Task item ▸
Among the entries that follow, the required portion opens with the line containing "the exporter crates." and closes with the line containing "filename crates/gitlore-core/src/lib.rs". Give that portion again exactly, and nothing else.

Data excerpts
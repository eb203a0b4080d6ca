//! Common utilities and types shared across the url-exporter crates.

pub mod error;
pub mod logging;

pub use error::{Error, Result};
//! Target and check result types.

use serde::{Deserialize, Serialize};
use std::fmt;
use std::time::{Duration, SystemTime};
use url::{Position, Url};

/// Counter label used for checks that produced no HTTP status.
pub const ERROR_LABEL: &str = "error";

/// A configured endpoint, classified by URL scheme.
///
/// `host` and `path` are derived once at construction and reused for
/// every result and metric label.
#[derive(Debug, Clone, PartialEq, Eq)]
pub struct Target {
    raw: String,
    url: Option<Url>,
    host: String,
    path: String,
}

impl Target {
    /// Parse a target. Never fails: an unparseable URL keeps the raw string
    /// as its host and is rejected when it is checked.
    pub fn parse(raw: impl Into<String>) -> Self {
        let raw = raw.into();
        match Url::parse(&raw) {
            Ok(url) => {
                let authority = raw_authority(&raw)
                    .unwrap_or(&url[Position::BeforeHost..Position::AfterPort]);
                let host = format!("{}://{}", url.scheme(), authority);
                let mut path = if url.path().is_empty() {
                    "/".to_string()
                } else {
                    url.path().to_string()
                };
                if let Some(query) = url.query().filter(|q| !q.is_empty()) {
                    path.push('?');
                    path.push_str(query);
                }
                Self {
                    raw,
                    url: Some(url),
                    host,
                    path,
                }
            }
            Err(_) => Self {
                host: raw.clone(),
                raw,
                url: None,
                path: "/".to_string(),
            },
        }
    }

    /// The target exactly as configured.
    pub fn as_str(&self) -> &str {
        &self.raw
    }

    /// Parsed URL, if the target is a valid URL.
    pub fn url(&self) -> Option<&Url> {
        self.url.as_ref()
    }

    /// URL scheme, empty for an unparseable target.
    pub fn scheme(&self) -> &str {
        self.url.as_ref().map(Url::scheme).unwrap_or_default()
    }

    /// Scheme plus authority, e.g. `https://example.com:8443`.
    pub fn host(&self) -> &str {
        &self.host
    }

    /// Path plus query string, defaulting to `/`.
    pub fn path(&self) -> &str {
        &self.path
    }
}

/// Authority as written, without userinfo. `Url` lowercases the host and
/// drops a default port, which would change the `host` label.
fn raw_authority(raw: &str) -> Option<&str> {
    let (_, rest) = raw.trim().split_once("://")?;
    let end = rest.find(['/', '?', '#']).unwrap_or(rest.len());
    let authority = &rest[..end];
    let authority = authority.rsplit_once('@').map_or(authority, |(_, host)| host);
    (!authority.is_empty()).then_some(authority)
}

impl fmt::Display for Target {
    fn fmt(&self, f: &mut fmt::Formatter<'_>) -> fmt::Result {
        f.write_str(&self.raw)
    }
}

/// Why a single check attempt failed.
#[derive(Debug, Clone, PartialEq, Eq, thiserror::Error)]
pub enum CheckError {
    /// DNS, connect, TLS, timeout or redirect-limit failure
    #[error("network error: {0}")]
    Network(String),

    /// No checker is registered for the scheme
    #[error("unsupported protocol: {0}")]
    UnsupportedProtocol(String),

    /// The target is not a valid URL
    #[error("invalid URL: {0}")]
    InvalidUrl(String),

    /// Raw-connect scheme with neither an explicit nor a default port
    #[error("no default port for scheme: {0}")]
    MissingPort(String),
}

impl CheckError {
    /// Only connection-level failures are worth another attempt.
    pub fn is_retryable(&self) -> bool {
        matches!(self, CheckError::Network(_))
    }
}

/// Net outcome of checking one target in one tick.
#[derive(Debug, Clone, PartialEq)]
pub struct CheckResult {
    pub url: String,
    pub host: String,
    pub path: String,
    /// HTTP status (200 for raw connects), 0 when nothing answered
    pub status_code: u16,
    /// Elapsed time of the final attempt, zero on failure
    pub response_time: Duration,
    pub error: Option<CheckError>,
    /// When the check completed
    pub timestamp: SystemTime,
}

impl CheckResult {
    /// Build a successful result.
    pub fn success(target: &Target, status_code: u16, response_time: Duration) -> Self {
        Self {
            url: target.as_str().to_string(),
            host: target.host().to_string(),
            path: target.path().to_string(),
            status_code,
            response_time,
            error: None,
            timestamp: SystemTime::now(),
        }
    }

    /// Build a failed result.
    pub fn failure(target: &Target, error: CheckError) -> Self {
        Self {
            url: target.as_str().to_string(),
            host: target.host().to_string(),
            path: target.path().to_string(),
            status_code: 0,
            response_time: Duration::ZERO,
            error: Some(error),
            timestamp: SystemTime::now(),
        }
    }

    pub fn is_error(&self) -> bool {
        self.error.is_some()
    }

    /// Answered without error with a 2xx status.
    pub fn is_up(&self) -> bool {
        self.error.is_none() && (200..300).contains(&self.status_code)
    }

    /// Counter label: the status code, or `error` when the check failed.
    pub fn status_label(&self) -> String {
        if self.error.is_some() {
            ERROR_LABEL.to_string()
        } else {
            self.status_code.to_string()
        }
    }
}

/// Check scheduling settings
#[derive(Debug, Clone, Copy, PartialEq, Eq, Serialize, Deserialize)]
pub struct CheckConfig {
    /// Interval between ticks
    #[serde(with = "humantime_serde")]
    pub check_interval: Duration,

    /// Bound on every network attempt
    #[serde(with = "humantime_serde")]
    pub timeout: Duration,

    /// Additional attempts after a connection-level failure
    pub retries: u32,
}

impl Default for CheckConfig {
    fn default() -> Self {
        Self {
            check_interval: Duration::from_secs(30),
            timeout: Duration::from_secs(10),
            retries: 3,
        }
    }
}
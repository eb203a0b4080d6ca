//! Common error types for the url-exporter components.

use std::fmt;

/// A specialized Result type for exporter operations.
pub type Result<T> = std::result::Result<T, Error>;

/// Lifecycle and startup errors shared by the exporter crates.
///
/// Per-check failures are not represented here; they travel inside
/// check results and never abort the process.
#[derive(Debug, thiserror::Error)]
pub enum Error {
    #[error("IO error: {0}")]
    Io(#[from] std::io::Error),

    #[error("Configuration error: {0}")]
    Config(String),

    #[error("Checker error: {0}")]
    Checker(String),

    #[error("Shutdown error: {0}")]
    Shutdown(String),

    #[error("Telemetry error: {0}")]
    Telemetry(String),

    #[error("Unknown error: {0}")]
    Other(String),
}

impl Error {
    /// Create a new configuration error.
    pub fn config(msg: impl fmt::Display) -> Self {
        Error::Config(msg.to_string())
    }

    /// Create a new checker construction error.
    pub fn checker(msg: impl fmt::Display) -> Self {
        Error::Checker(msg.to_string())
    }

    /// Create a new shutdown error.
    pub fn shutdown(msg: impl fmt::Display) -> Self {
        Error::Shutdown(msg.to_string())
    }

    /// Create a new telemetry error.
    pub fn telemetry(msg: impl fmt::Display) -> Self {
        Error::Telemetry(msg.to_string())
    }

    /// Create a new other error.
    pub fn other(msg: impl fmt::Display) -> Self {
        Error::Other(msg.to_string())
    }
}
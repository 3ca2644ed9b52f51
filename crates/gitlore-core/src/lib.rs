pub mod config;
pub mod error;
pub mod model;
pub mod source;

pub use config::LoreConfig;
pub use error::CoreError;
pub use model::{composite_id, BranchFilter, CommitRecord, WalkMode};
pub use source::RepoSource;
pub mod settings;

pub use settings::LoreConfig;
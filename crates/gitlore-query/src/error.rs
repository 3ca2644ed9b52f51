use gitlore_core::CoreError;

#[derive(Debug, thiserror::Error)]
pub enum QueryError {
    #[error("Index error: {0}")]
    Index(String),

    #[error("Search error: {0}")]
    Search(String),

    #[error("Core error: {0}")]
    Core(#[from] CoreError),

    #[error("Git operation failed: {0}")]
    Git(#[from] git2::Error),

    #[error("IO error: {0}")]
    Io(#[from] std::io::Error),

    #[error("Malformed record: {0}")]
    Decode(#[from] DecodeError),
}

impl From<tantivy::TantivyError> for QueryError {
    fn from(e: tantivy::TantivyError) -> Self {
        QueryError::Index(e.to_string())
    }
}

/// A stored document that does not hold a complete commit record.
#[derive(Debug, Clone, PartialEq, Eq, thiserror::Error)]
pub enum DecodeError {
    #[error("missing field '{0}'")]
    MissingField(&'static str),

    #[error("field '{field}' is not {expected}")]
    WrongType {
        field: &'static str,
        expected: &'static str,
    },
}
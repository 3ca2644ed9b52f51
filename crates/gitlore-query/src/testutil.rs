use std::cell::Cell;

use git2::{Oid, Repository, Signature, Time};
use tempfile::TempDir;

use gitlore_core::{composite_id, CommitRecord};

pub fn record(prefix: &str, id: &str, message: &str) -> CommitRecord {
    CommitRecord {
        key: composite_id(prefix, id),
        id: id.to_string(),
        message: message.to_string(),
        author_name: "Tester".to_string(),
        author_email: "tester@example.com".to_string(),
        time: 1_700_000_000_000_000_000,
    }
}

/// A scratch repository whose commits all get distinct author times.
pub struct TestRepo {
    pub repo: Repository,
    pub dir: TempDir,
    clock: Cell<i64>,
}

impl TestRepo {
    pub fn new() -> Self {
        let dir = TempDir::new().unwrap();
        let repo = Repository::init(dir.path()).unwrap();
        Self {
            repo,
            dir,
            clock: Cell::new(1_700_000_000),
        }
    }

    pub fn commit(&self, message: &str, parents: &[Oid]) -> Oid {
        let secs = self.clock.get();
        self.clock.set(secs + 60);
        let sig = Signature::new("Tester", "tester@example.com", &Time::new(secs, 0)).unwrap();
        let tree_id = self.repo.treebuilder(None).unwrap().write().unwrap();
        let tree = self.repo.find_tree(tree_id).unwrap();
        let parents: Vec<_> = parents
            .iter()
            .map(|oid| self.repo.find_commit(*oid).unwrap())
            .collect();
        let parent_refs: Vec<_> = parents.iter().collect();
        self.repo
            .commit(None, &sig, &sig, message, &tree, &parent_refs)
            .unwrap()
    }

    /// Create or move a local branch.
    pub fn branch(&self, name: &str, target: Oid) {
        let commit = self.repo.find_commit(target).unwrap();
        self.repo.branch(name, &commit, true).unwrap();
    }

    pub fn checkout(&self, branch: &str) {
        self.repo.set_head(&format!("refs/heads/{branch}")).unwrap();
    }
}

Finished exercise ▸
/// Lifecycle and startup errors shared by the exporter crates.
///
/// Per-check failures are not represented here; they travel inside
/// check results and never abort the process.
#[derive(Debug, thiserror::Error)]
pub enum Error {
    #[error("IO error: {0}")]
    Io(#[from] std::io::Error),

    #[error("Configuration error: {0}")]
    Config(String),

    #[error("Checker error: {0}")]
    Checker(String),

    #[error("Shutdown error: {0}")]
    Shutdown(String),

    #[error("Telemetry error: {0}")]
    Telemetry(String),

    #[error("Unknown error: {0}")]
    Other(String),
}

impl Error {
    /// Create a new configuration error.
    pub fn config(msg: impl fmt::Display) -> Self {
        Error::Config(msg.to_string())
    }

    /// Create a new checker construction error.
    pub fn checker(msg: impl fmt::Display) -> Self {
        Error::Checker(msg.to_string())
    }

    /// Create a new shutdown error.
    pub fn shutdown(msg: impl fmt::Display) -> Self {
        Error::Shutdown(msg.to_string())
    }

    /// Create a new telemetry error.
    pub fn telemetry(msg: impl fmt::Display) -> Self {
        Error::Telemetry(msg.to_string())
    }

    /// Create a new other error.
    pub fn other(msg: impl fmt::Display) -> Self {
        Error::Other(msg.to_string())
    }
}
repository 3ca2644ed9b52f51
filename crates/gitlore-core/src/lib.rs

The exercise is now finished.